Manuel Bustos Rodríguez

Otra vuelta de tuerca más

Otra vuelta de tuerca más

Otra vuelta de tuerca más / rosell

Hace años aparecía un pequeño libro coordinado por el historiador italiano Carlo María Cipolla, La decadencia económica de los imperios, donde desde la óptica que sugiere el título, se hacía un repaso sobre los procesos que habían conducido a la crisis y caída de sólidos imperios como Roma, Bizancio, el Imperio Otomano, Holanda o España. De la obra se desprendía la idea de que, tras un período generalmente largo de esplendor y apogeo, los imperios entraban en decadencia, algunos desaparecían y otros dejaban de ser lo que habían sido en sus años de esplendor. Pero, lejos de tratarse de algo inevitable, en todos y cada uno de los casos existían causas concretas de sus respectivas crisis y posterior hundimiento.

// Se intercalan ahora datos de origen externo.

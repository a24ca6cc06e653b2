// SPDX-License-Identifier: Apache-2.0 OR MIT
// Copyright (c) 2025-2026 naskel.com

//! Length-prefixed string helpers shared by the wire and disk codecs.
//!
//! Strings carry a 1-byte or 2-byte length prefix; longer input is truncated
//! at a character boundary. Decoding is lossy on invalid UTF-8.

use byteorder::{ByteOrder, ReadBytesExt, WriteBytesExt};
use std::io::{self, Read, Write};
use thiserror::Error;

/// Decode failures for inbound packets and replies.
#[derive(Debug, Error)]
pub enum ProtocolError {
    #[error("packet truncated")]
    Truncated,

    #[error("bad magic number 0x{0:08x}")]
    BadMagic(u32),

    #[error("unsupported protocol version {0}")]
    BadVersion(u16),

    #[error("unknown request code {0}")]
    UnknownRequest(u16),

    #[error("malformed packet: {0}")]
    Malformed(String),

    #[error("I/O error: {0}")]
    Io(io::Error),
}

impl From<io::Error> for ProtocolError {
    fn from(e: io::Error) -> Self {
        if e.kind() == io::ErrorKind::UnexpectedEof {
            Self::Truncated
        } else {
            Self::Io(e)
        }
    }
}

fn truncated(s: &str, max: usize) -> &[u8] {
    if s.len() <= max {
        return s.as_bytes();
    }
    let mut end = max;
    while !s.is_char_boundary(end) {
        end -= 1;
    }
    &s.as_bytes()[..end]
}

pub trait WriteStrExt: Write {
    /// `u8` length + bytes.
    fn write_str8(&mut self, s: &str) -> io::Result<()> {
        let bytes = truncated(s, u8::MAX as usize);
        self.write_u8(bytes.len() as u8)?;
        self.write_all(bytes)
    }

    /// `u16` length + bytes.
    fn write_str16<B: ByteOrder>(&mut self, s: &str) -> io::Result<()> {
        let bytes = truncated(s, u16::MAX as usize);
        self.write_u16::<B>(bytes.len() as u16)?;
        self.write_all(bytes)
    }
}

impl<W: Write + ?Sized> WriteStrExt for W {}

pub trait ReadStrExt: Read {
    fn read_str8(&mut self) -> io::Result<String> {
        let len = self.read_u8()? as usize;
        read_string(self, len)
    }

    fn read_str16<B: ByteOrder>(&mut self) -> io::Result<String> {
        let len = self.read_u16::<B>()? as usize;
        read_string(self, len)
    }
}

impl<R: Read + ?Sized> ReadStrExt for R {}

fn read_string<R: Read + ?Sized>(r: &mut R, len: usize) -> io::Result<String> {
    let mut buf = vec![0u8; len];
    r.read_exact(&mut buf)?;
    Ok(String::from_utf8_lossy(&buf).into_owned())
}

#[cfg(test)]
mod tests {
    use super::*;
    use byteorder::BigEndian;
    use std::io::Cursor;

    #[test]
    fn test_str8_truncates_long_input() {
        let long = "x".repeat(300);
        let mut buf = Vec::new();
        buf.write_str8(&long).unwrap();
        assert_eq!(buf[0], 255);
        assert_eq!(buf.len(), 256);
    }

    #[test]
    fn test_truncation_respects_char_boundary() {
        let s = format!("{}é", "a".repeat(254));
        let mut buf = Vec::new();
        buf.write_str8(&s).unwrap();
        assert_eq!(buf[0], 254);
    }

    #[test]
    fn test_short_read_is_eof() {
        let mut cur = Cursor::new(vec![0u8, 5, b'a', b'b']);
        let err = cur.read_str16::<BigEndian>().unwrap_err();
        assert_eq!(err.kind(), io::ErrorKind::UnexpectedEof);
    }
}
// SPDX-License-Identifier: Apache-2.0 OR MIT
// Copyright (c) 2025-2026 naskel.com

//! Thread-safe ordered map with callback access.
//!
//! Locking contract:
//! - the tree *shape* is guarded by a [`SharedLock`]: lookups and walks take
//!   it shared, insertions and deletions take it exclusively;
//! - every value has its own mutex, taken for the duration of a callback, so
//!   readers of different keys proceed in parallel inside the shared section.
//!
//! Values are never handed out by reference outside a callback. Callbacks must
//! not call back into the same map.

mod llrb;

pub use llrb::Comparator;

use crate::shared_lock::SharedLock;
use llrb::{Tree, Upsert};
use std::cmp::Ordering;
use std::fmt;
use std::sync::atomic::{AtomicUsize, Ordering as AtomicOrdering};
use thiserror::Error;

/// Ordered-map errors.
#[derive(Debug, Clone, Copy, PartialEq, Eq, Error)]
pub enum MapError {
    /// The value constructor declined; the map was left unchanged.
    #[error("unresolvable insert: value construction declined")]
    Unresolvable,
}

pub struct OrderedMap<K, V> {
    tree: SharedLock<Tree<K, V>>,
    count: AtomicUsize,
}

impl<K: Ord + Clone, V> OrderedMap<K, V> {
    pub fn new() -> Self {
        Self::with_comparator(K::cmp)
    }
}

impl<K: Ord + Clone, V> Default for OrderedMap<K, V> {
    fn default() -> Self {
        Self::new()
    }
}

impl<K: Clone, V> OrderedMap<K, V> {
    /// Map ordered by `cmp` instead of `Ord`.
    pub fn with_comparator(cmp: Comparator<K>) -> Self {
        Self {
            tree: SharedLock::new(Tree::new(cmp)),
            count: AtomicUsize::new(0),
        }
    }

    /// Run `f` on the value stored under `key`.
    ///
    /// Returns `None` when the key is absent.
    pub fn find<R>(&self, key: &K, f: impl FnOnce(&mut V) -> R) -> Option<R> {
        let tree = self.tree.read();
        let node = tree.get(key)?;
        let mut value = node.value.lock();
        Some(f(&mut value))
    }

    pub fn contains(&self, key: &K) -> bool {
        self.tree.read().get(key).is_some()
    }

    /// Insert a new value or update the existing one in place.
    ///
    /// `new_fn` builds the value (and the result) for an absent key; returning
    /// `None` leaves the map untouched and yields [`MapError::Unresolvable`].
    /// `existing_fn` receives the stored value and may mutate or replace it.
    pub fn insert_or_update<R>(
        &self,
        key: &K,
        new_fn: impl FnOnce() -> Option<(V, R)>,
        existing_fn: impl FnOnce(&mut V) -> R,
    ) -> Result<R, MapError> {
        let mut tree = self.tree.write();
        match tree.upsert(key, new_fn, existing_fn) {
            Upsert::Inserted(r) => {
                self.count.fetch_add(1, AtomicOrdering::Relaxed);
                Ok(r)
            }
            Upsert::Updated(r) => Ok(r),
            Upsert::Declined => Err(MapError::Unresolvable),
        }
    }

    /// Store `value`, returning the value it replaced.
    pub fn insert(&self, key: &K, value: V) -> Option<V> {
        let mut tree = self.tree.write();
        if let Some(node) = tree.get_mut(key) {
            return Some(std::mem::replace(node.value.get_mut(), value));
        }
        if let Upsert::Inserted(()) = tree.upsert(key, || Some((value, ())), |_| ()) {
            self.count.fetch_add(1, AtomicOrdering::Relaxed);
        }
        None
    }

    /// Run `f` once for every stored key found in `keys`, in key order.
    ///
    /// The lookup keys are sorted first and the tree is descended once,
    /// splitting the key set at every node. Returns the number of hits.
    pub fn batch_find(&self, keys: &[K], mut f: impl FnMut(&K, &mut V)) -> usize {
        let tree = self.tree.read();
        let cmp = tree.comparator();
        let mut sorted: Vec<&K> = keys.iter().collect();
        sorted.sort_by(|a, b| cmp(a, b));

        let mut hits = 0;
        tree.batch(&sorted, |key, value| {
            hits += 1;
            f(key, &mut value.lock());
        });
        hits
    }

    /// In-order traversal under the shared lock.
    pub fn walk(&self, mut f: impl FnMut(&K, &mut V)) {
        let tree = self.tree.read();
        tree.walk(|key, value| f(key, &mut value.lock()));
    }

    /// Remove every entry for which `predicate` returns true.
    ///
    /// Keys are collected during a traversal under the shared lock and
    /// unlinked afterwards in one exclusive batch; rebalancing while iterating
    /// would invalidate the walk. In the batch `predicate` runs again on each
    /// collected entry and only a second `true` removes it, so an entry
    /// updated between the phases survives.
    pub fn walk_and_delete(&self, mut predicate: impl FnMut(&K, &mut V) -> bool) -> Vec<(K, V)> {
        let mut doomed = Vec::new();
        self.tree.read().walk(|key, value| {
            if predicate(key, &mut value.lock()) {
                doomed.push(key.clone());
            }
        });
        if doomed.is_empty() {
            return Vec::new();
        }

        let mut tree = self.tree.write();
        let mut removed = Vec::with_capacity(doomed.len());
        for key in doomed {
            let confirmed = match tree.get_mut(&key) {
                Some(node) => predicate(&key, node.value.get_mut()),
                None => false,
            };
            if !confirmed {
                continue;
            }
            if let Some(entry) = tree.remove(&key) {
                self.count.fetch_sub(1, AtomicOrdering::Relaxed);
                removed.push(entry);
            }
        }
        removed
    }

    /// Conditional delete: `predicate` sees the value and may veto removal.
    ///
    /// Returns the removed value, or `None` if absent or vetoed.
    pub fn delete(&self, key: &K, predicate: impl FnOnce(&mut V) -> bool) -> Option<V> {
        let mut tree = self.tree.write();
        let approved = {
            let node = tree.get_mut(key)?;
            predicate(node.value.get_mut())
        };
        if !approved {
            return None;
        }
        let (_, value) = tree.remove(key)?;
        self.count.fetch_sub(1, AtomicOrdering::Relaxed);
        Some(value)
    }

    pub fn remove(&self, key: &K) -> Option<V> {
        self.delete(key, |_| true)
    }

    /// Number of live keys; maintained on structural changes only.
    pub fn count(&self) -> usize {
        self.count.load(AtomicOrdering::Relaxed)
    }

    pub fn is_empty(&self) -> bool {
        self.count() == 0
    }

    pub fn keys(&self) -> Vec<K> {
        let tree = self.tree.read();
        let mut keys = Vec::with_capacity(self.count());
        tree.walk(|key, _| keys.push(key.clone()));
        keys
    }

    /// Shape of the tree as `(key B|R)[left][right]`.
    pub fn dump(&self) -> String
    where
        K: fmt::Display,
    {
        self.tree.read().dump()
    }

    /// Key order used by this map.
    pub fn compare(&self, a: &K, b: &K) -> Ordering {
        (self.tree.read().comparator())(a, b)
    }
}

impl<K, V> fmt::Debug for OrderedMap<K, V> {
    fn fmt(&self, f: &mut fmt::Formatter<'_>) -> fmt::Result {
        f.debug_struct("OrderedMap")
            .field("count", &self.count.load(AtomicOrdering::Relaxed))
            .finish_non_exhaustive()
    }
}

Decir que Occidente, más que un imperio una civilización, ha entrado en una profunda decadencia, no resulta nada original. Son cada vez mayor número de personas las que lo sostienen; yo entre ellos. Las esperanzas que se alumbraron con la unión de una parte de Europa en la Comunidad Económica, más tarde con la caída del Muro en 1989, se han ido desvaneciendo progresivamente, y ahora nos encontramos en un momento crítico en que la heredera de aquella, la Unión Europea, no da pasos significativos hacia una mayor cohesión; al contrario, se vislumbran signos claros de fragmentación y rechazo. Por lo que respecta a la Europa del Este, el choque entre Rusia y Occidente en la guerra de Ucrania amenaza una estabilidad siempre frágil y, junto a los enfrentamientos en el Próximo Oriente, deja cada vez más abierta la puerta a un desastre nuclear.

En medio de estos acontecimientos están presentes, nada nuevo bajo el Sol, las ansias de dominio, el control de productos esenciales, las diferencias ideológicas o la descarga de tensiones internas. Sin embargo, en el caso de Europa y del Occidente en general, la causa de su crisis no está solo en los agentes externos, como los arriba enunciados, sino en otros, muy poderosos, quizás peores, de índole interna.

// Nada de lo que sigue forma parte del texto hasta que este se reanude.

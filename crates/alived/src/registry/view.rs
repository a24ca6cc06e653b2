// SPDX-License-Identifier: Apache-2.0 OR MIT
// Copyright (c) 2025-2026 naskel.com

//! Owned snapshots of unit state handed to readers outside the map lock.

use super::env::EnvironmentSnapshot;
use super::unit::{Incarnation, OverallStatus, Ping, Unit};
use std::sync::Arc;

/// What clients see for one unit.
#[derive(Debug, Clone)]
pub struct UnitSummary {
    pub name: String,
    pub status: OverallStatus,
    /// Boot time when up or conflicted, failure time when down, else 0.
    pub time: u32,
    /// Last heartbeat of the primary incarnation.
    pub ping: Ping,
    pub env: Option<Arc<EnvironmentSnapshot>>,
}

impl UnitSummary {
    /// `None` only for a unit without incarnations, which the registry never
    /// stores.
    pub fn of(unit: &Unit) -> Option<Self> {
        let primary = unit.primary()?;
        let (status, time) = unit.overall();
        Some(Self {
            name: unit.name().to_string(),
            status,
            time,
            ping: primary.ping,
            env: primary.env.clone(),
        })
    }
}

/// Summary plus a list of incarnations.
#[derive(Debug, Clone)]
pub struct UnitDetail {
    pub summary: UnitSummary,
    pub instances: Vec<Incarnation>,
}

impl UnitDetail {
    /// Every incarnation, up list first.
    pub fn full(unit: &Unit) -> Option<Self> {
        Some(Self {
            summary: UnitSummary::of(unit)?,
            instances: unit.instances().cloned().collect(),
        })
    }

    /// The primary and the incarnations conflicting with it.
    pub fn conflict(unit: &Unit) -> Option<Self> {
        Some(Self {
            summary: UnitSummary::of(unit)?,
            instances: unit.conflicting().into_iter().cloned().collect(),
        })
    }
}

En nuestro caso, los enemigos no son, como fue en parte en la antigua Roma, los pueblos bárbaros situados al Este del Imperio, sino los bárbaros surgidos en el interior de la mano de los revolucionarios cambios sociales, que en nombre de una pretendida tolerancia, autonomía y progreso, promueven programas de disolución del alma de nuestra cultura, la misma que ha constituido su mejor aportación al conjunto de la Humanidad. Aunque ya nada nos sorprenda, no deja por ello de resultarnos llamativo el obcecado afán de Occidente por autodestruirse.

La civilización que, a través de los siglos, ha sido capaz de elevar al ser humano hasta las cotas más altas de dignidad y creatividad (pensemos en la rica y, a la vez, refinada, producción literaria y artística, en el inusitado desarrollo tecnológico, la elaboración de unos derechos humanos fundamentales o en la capacidad para detectar tanto sus necesidades biológicas, psicológicas y materiales como espirituales), se nos presenta hoy desorientada, arrepentida y refractaria hacia todo aquello que le dio su ser, su originalidad, y fecundó a la vez otras culturas muy diferentes a la suya.

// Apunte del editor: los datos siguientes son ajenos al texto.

// SPDX-License-Identifier: Apache-2.0 OR MIT
// Copyright (c) 2025-2026 naskel.com

//! TCP query endpoint.
//!
//! One request per connection. The request is a big-endian `u16` type code
//! followed by its arguments; the reply starts with a header and ends when
//! the server closes the connection.
//!
//! ```text
//! request:  type u16 | args ...
//! reply:    version u16 | now u32 | started u32 | body ...
//! ```
//!
//! Unit-targeted bodies are always a `u16` count followed by that many
//! records, so an unknown unit yields an empty list. Requests are served one
//! at a time.

use super::StopSignal;
use crate::clock;
use crate::registry::env::{read_env_block, write_env_block, EnvForm, EnvironmentSnapshot};
use crate::registry::unit::Incarnation;
use crate::registry::view::{UnitDetail, UnitSummary};
use crate::registry::UnitRegistry;
use crate::store::StoreError;
use crate::wire::{ProtocolError, ReadStrExt, WriteStrExt};
use byteorder::{BigEndian, ReadBytesExt, WriteBytesExt};
use std::io::{self, Cursor, Read, Write};
use std::net::Ipv4Addr;
use std::sync::Arc;
use std::time::Duration;
use thiserror::Error;
use tokio::io::AsyncRead;
use tokio::net::{TcpListener, TcpStream};
use tracing::{debug, info};

pub const QUERY_VERSION: u16 = 4;

pub const QUERY_ALL: u16 = 1;
pub const QUERY_SUBSET: u16 = 2;
pub const QUERY_SINGLE: u16 = 3;
pub const QUERY_EVENT_LOG: u16 = 15;
pub const QUERY_DETAIL: u16 = 21;
pub const QUERY_CONFLICT: u16 = 22;

#[derive(Debug, Error)]
pub enum QueryError {
    #[error("query timed out")]
    Timeout,

    #[error(transparent)]
    Protocol(#[from] ProtocolError),

    #[error(transparent)]
    Store(#[from] StoreError),

    #[error("I/O error: {0}")]
    Io(#[from] io::Error),
}

#[derive(Debug, Clone, PartialEq, Eq)]
pub enum QueryRequest {
    All,
    Subset(Vec<String>),
    Single(String),
    EventLog,
    Detail(String),
    Conflict(String),
}

impl QueryRequest {
    pub fn code(&self) -> u16 {
        match self {
            Self::All => QUERY_ALL,
            Self::Subset(_) => QUERY_SUBSET,
            Self::Single(_) => QUERY_SINGLE,
            Self::EventLog => QUERY_EVENT_LOG,
            Self::Detail(_) => QUERY_DETAIL,
            Self::Conflict(_) => QUERY_CONFLICT,
        }
    }

    pub fn encode(&self) -> Vec<u8> {
        let mut buf = Vec::new();
        // Writes into a Vec cannot fail.
        let _ = self.write(&mut buf);
        buf
    }

    fn write<W: Write>(&self, w: &mut W) -> io::Result<()> {
        w.write_u16::<BigEndian>(self.code())?;
        match self {
            Self::All | Self::EventLog => Ok(()),
            Self::Subset(names) => {
                w.write_u16::<BigEndian>(names.len().min(u16::MAX as usize) as u16)?;
                for name in names.iter().take(u16::MAX as usize) {
                    w.write_str8(name)?;
                }
                Ok(())
            }
            Self::Single(name) | Self::Detail(name) | Self::Conflict(name) => w.write_str8(name),
        }
    }

    /// Read one request from a client stream.
    pub async fn read<R: AsyncRead + Unpin>(r: &mut R) -> Result<Self, ProtocolError> {
        use tokio::io::AsyncReadExt;

        let code = r.read_u16().await?;
        Ok(match code {
            QUERY_ALL => Self::All,
            QUERY_SUBSET => {
                let count = r.read_u16().await?;
                let mut names = Vec::with_capacity(count as usize);
                for _ in 0..count {
                    names.push(read_name(r).await?);
                }
                Self::Subset(names)
            }
            QUERY_SINGLE => Self::Single(read_name(r).await?),
            QUERY_EVENT_LOG => Self::EventLog,
            QUERY_DETAIL => Self::Detail(read_name(r).await?),
            QUERY_CONFLICT => Self::Conflict(read_name(r).await?),
            other => return Err(ProtocolError::UnknownRequest(other)),
        })
    }
}

async fn read_name<R: AsyncRead + Unpin>(r: &mut R) -> Result<String, ProtocolError> {
    use tokio::io::AsyncReadExt;

    let len = r.read_u8().await?;
    let mut bytes = vec![0u8; len as usize];
    r.read_exact(&mut bytes).await?;
    Ok(String::from_utf8_lossy(&bytes).into_owned())
}

pub(crate) async fn run(
    listener: TcpListener,
    registry: Arc<UnitRegistry>,
    timeout: Duration,
    shutdown: Arc<StopSignal>,
) {
    let stop = shutdown.wait();
    tokio::pin!(stop);

    if let Ok(addr) = listener.local_addr() {
        info!("query endpoint listening on {}", addr);
    }
    loop {
        tokio::select! {
            accepted = listener.accept() => match accepted {
                Ok((stream, peer)) => {
                    if let Err(e) = serve(stream, &registry, timeout).await {
                        debug!("query from {}: {}", peer, e);
                    }
                }
                Err(e) => debug!("query accept error: {}", e),
            },
            _ = &mut stop => {
                debug!("query endpoint shutting down");
                break;
            }
        }
    }
}

async fn serve(
    mut stream: TcpStream,
    registry: &UnitRegistry,
    timeout: Duration,
) -> Result<(), QueryError> {
    use tokio::io::AsyncWriteExt;

    let request = tokio::time::timeout(timeout, QueryRequest::read(&mut stream))
        .await
        .map_err(|_| QueryError::Timeout)??;
    let reply = encode_reply(registry, &request, clock::now())?;
    tokio::time::timeout(timeout, stream.write_all(&reply))
        .await
        .map_err(|_| QueryError::Timeout)??;
    stream.shutdown().await?;
    Ok(())
}

/// Build the full reply to `request`.
pub fn encode_reply(
    registry: &UnitRegistry,
    request: &QueryRequest,
    now: u32,
) -> Result<Vec<u8>, QueryError> {
    let mut buf = Vec::with_capacity(256);
    buf.write_u16::<BigEndian>(QUERY_VERSION)?;
    buf.write_u32::<BigEndian>(now)?;
    buf.write_u32::<BigEndian>(registry.started())?;

    match request {
        QueryRequest::All => write_summaries(&mut buf, &registry.summaries())?,
        QueryRequest::Subset(names) => write_summaries(&mut buf, &registry.summaries_of(names))?,
        QueryRequest::Single(name) => {
            let found: Vec<UnitSummary> = registry.summary(name).into_iter().collect();
            write_summaries(&mut buf, &found)?;
        }
        QueryRequest::EventLog => {
            if let Some(storage) = registry.storage() {
                buf.extend_from_slice(&storage.events.text_contents()?);
            }
        }
        QueryRequest::Detail(name) => {
            let found: Vec<UnitDetail> = registry.detail(name).into_iter().collect();
            write_details(&mut buf, &found)?;
        }
        QueryRequest::Conflict(name) => {
            let found: Vec<UnitDetail> = registry.conflict_detail(name).into_iter().collect();
            write_details(&mut buf, &found)?;
        }
    }
    Ok(buf)
}

fn write_count<W: Write>(w: &mut W, n: usize) -> io::Result<()> {
    w.write_u16::<BigEndian>(n.min(u16::MAX as usize) as u16)
}

fn write_summary<W: Write>(w: &mut W, s: &UnitSummary) -> io::Result<()> {
    w.write_str8(&s.name)?;
    w.write_u8(s.status.code())?;
    w.write_u32::<BigEndian>(s.time)?;
    w.write_u32::<BigEndian>(u32::from(s.ping.address))?;
    w.write_u32::<BigEndian>(s.ping.user_msg)?;
    write_env_block::<BigEndian, _>(w, s.env.as_deref(), EnvForm::Wire)
}

fn write_summaries<W: Write>(w: &mut W, list: &[UnitSummary]) -> io::Result<()> {
    write_count(w, list.len())?;
    for s in list.iter().take(u16::MAX as usize) {
        write_summary(w, s)?;
    }
    Ok(())
}

fn write_instance<W: Write>(w: &mut W, inc: &Incarnation) -> io::Result<()> {
    let p = &inc.ping;
    w.write_u8(inc.status.code())?;
    w.write_u32::<BigEndian>(u32::from(p.address))?;
    w.write_u16::<BigEndian>(p.origin_port)?;
    w.write_u32::<BigEndian>(p.heartbeat)?;
    w.write_u16::<BigEndian>(p.period)?;
    w.write_u32::<BigEndian>(p.incarnation)?;
    w.write_u32::<BigEndian>(p.boot_time)?;
    w.write_u32::<BigEndian>(p.timestamp)?;
    w.write_u16::<BigEndian>(p.reply_port)?;
    w.write_u32::<BigEndian>(p.user_msg)?;
    write_env_block::<BigEndian, _>(w, inc.env.as_deref(), EnvForm::Wire)
}

fn write_details<W: Write>(w: &mut W, list: &[UnitDetail]) -> io::Result<()> {
    write_count(w, list.len())?;
    for d in list.iter().take(u16::MAX as usize) {
        write_summary(w, &d.summary)?;
        w.write_u32::<BigEndian>(d.instances.len() as u32)?;
        for inc in &d.instances {
            write_instance(w, inc)?;
        }
    }
    Ok(())
}

/// Reply header as decoded by a client.
#[derive(Debug, Clone, Copy, PartialEq, Eq)]
pub struct ReplyHeader {
    pub version: u16,
    pub now: u32,
    pub started: u32,
}

#[derive(Debug, Clone, PartialEq, Eq)]
pub struct SummaryRecord {
    pub name: String,
    pub status: u8,
    pub time: u32,
    pub address: Ipv4Addr,
    pub user_msg: u32,
    pub env: Option<EnvironmentSnapshot>,
}

#[derive(Debug, Clone, PartialEq, Eq)]
pub struct InstanceRecord {
    pub status: u8,
    pub address: Ipv4Addr,
    pub origin_port: u16,
    pub heartbeat: u32,
    pub period: u16,
    pub incarnation: u32,
    pub boot_time: u32,
    pub timestamp: u32,
    pub reply_port: u16,
    pub user_msg: u32,
    pub env: Option<EnvironmentSnapshot>,
}

#[derive(Debug, Clone, PartialEq, Eq)]
pub enum ReplyBody {
    Summaries(Vec<SummaryRecord>),
    Details(Vec<(SummaryRecord, Vec<InstanceRecord>)>),
    EventLog(Vec<u8>),
}

/// Decode a complete reply to `request`.
pub fn decode_reply(
    request: &QueryRequest,
    buf: &[u8],
) -> Result<(ReplyHeader, ReplyBody), ProtocolError> {
    let mut r = Cursor::new(buf);
    let header = ReplyHeader {
        version: r.read_u16::<BigEndian>()?,
        now: r.read_u32::<BigEndian>()?,
        started: r.read_u32::<BigEndian>()?,
    };
    if header.version != QUERY_VERSION {
        return Err(ProtocolError::BadVersion(header.version));
    }

    let body = match request {
        QueryRequest::All | QueryRequest::Subset(_) | QueryRequest::Single(_) => {
            let count = r.read_u16::<BigEndian>()?;
            let mut list = Vec::with_capacity(count as usize);
            for _ in 0..count {
                list.push(read_summary(&mut r)?);
            }
            ReplyBody::Summaries(list)
        }
        QueryRequest::EventLog => {
            let mut text = Vec::new();
            r.read_to_end(&mut text)?;
            ReplyBody::EventLog(text)
        }
        QueryRequest::Detail(_) | QueryRequest::Conflict(_) => {
            let count = r.read_u16::<BigEndian>()?;
            let mut list = Vec::with_capacity(count as usize);
            for _ in 0..count {
                let summary = read_summary(&mut r)?;
                let n = r.read_u32::<BigEndian>()?;
                let mut instances = Vec::new();
                for _ in 0..n {
                    instances.push(read_instance(&mut r)?);
                }
                list.push((summary, instances));
            }
            ReplyBody::Details(list)
        }
    };
    Ok((header, body))
}

fn read_summary<R: Read>(r: &mut R) -> io::Result<SummaryRecord> {
    Ok(SummaryRecord {
        name: r.read_str8()?,
        status: r.read_u8()?,
        time: r.read_u32::<BigEndian>()?,
        address: Ipv4Addr::from(r.read_u32::<BigEndian>()?),
        user_msg: r.read_u32::<BigEndian>()?,
        env: read_env_block::<BigEndian, _>(r, EnvForm::Wire)?,
    })
}

fn read_instance<R: Read>(r: &mut R) -> io::Result<InstanceRecord> {
    Ok(InstanceRecord {
        status: r.read_u8()?,
        address: Ipv4Addr::from(r.read_u32::<BigEndian>()?),
        origin_port: r.read_u16::<BigEndian>()?,
        heartbeat: r.read_u32::<BigEndian>()?,
        period: r.read_u16::<BigEndian>()?,
        incarnation: r.read_u32::<BigEndian>()?,
        boot_time: r.read_u32::<BigEndian>()?,
        timestamp: r.read_u32::<BigEndian>()?,
        reply_port: r.read_u16::<BigEndian>()?,
        user_msg: r.read_u32::<BigEndian>()?,
        env: read_env_block::<BigEndian, _>(r, EnvForm::Wire)?,
    })
}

Predica tolerancia, democracia, igualdad, los derechos individuales; pero, al mismo tiempo, rechaza con severidad, injustamente, la otra vertiente indeleble de su ser: sus convicciones más profundas sobre la trascendencia, el necesario respeto a la ley divina y la ley natural (ambas de la mano) como inspiradoras de la conciencia y ordenadoras de la sociedad, sus grandes aportaciones a la Humanidad. Se recrea en su pecado, quizás porque no sabe ya lo que es, olvidando el origen de sus mejores logros. En España lo conocemos por experiencia propia.

¿Cómo si no es posible que en poco tiempo se haya decidido institucionalizar como un derecho la muerte de un ser humano en el arranque de su vida y de su propia historia personal? Sin duda, se trata de otra vuelta más de tuerca ¿Qué otros derechos se pueden invocar si negamos el más básico de todos, el derecho a vivir? Sin embargo, esto es lo que acaba de convertirse en legal en el Constitucional español, la Constitución francesa y la Unión Europea. Y es que, como tantas veces se ha recordado, si Dios no existe, todo es posible. No dude el lector que los próximos pasos serán la legalización de la pederastia, del incesto, la poligamia o de la prostitución infantil. Hay demasiados intereses en juego y la masa no tardará mucho en no hacerle remilgos.

Si realmente, con los inquietantes signos que se entrevén, no estamos ya al final de los tiempos o, al menos, de un cambio profundo de paradigma civilizacional, el futuro próximo no resultará nada halagüeño. ¿Acaso este proceso de deshumanización, que contiene a su vez otros elementos (el suicidio demográfico, la extensión de la ideología de género o la cultura de la muerte), no es un claro anuncio de que nuestra civilización ha entrado en barrena?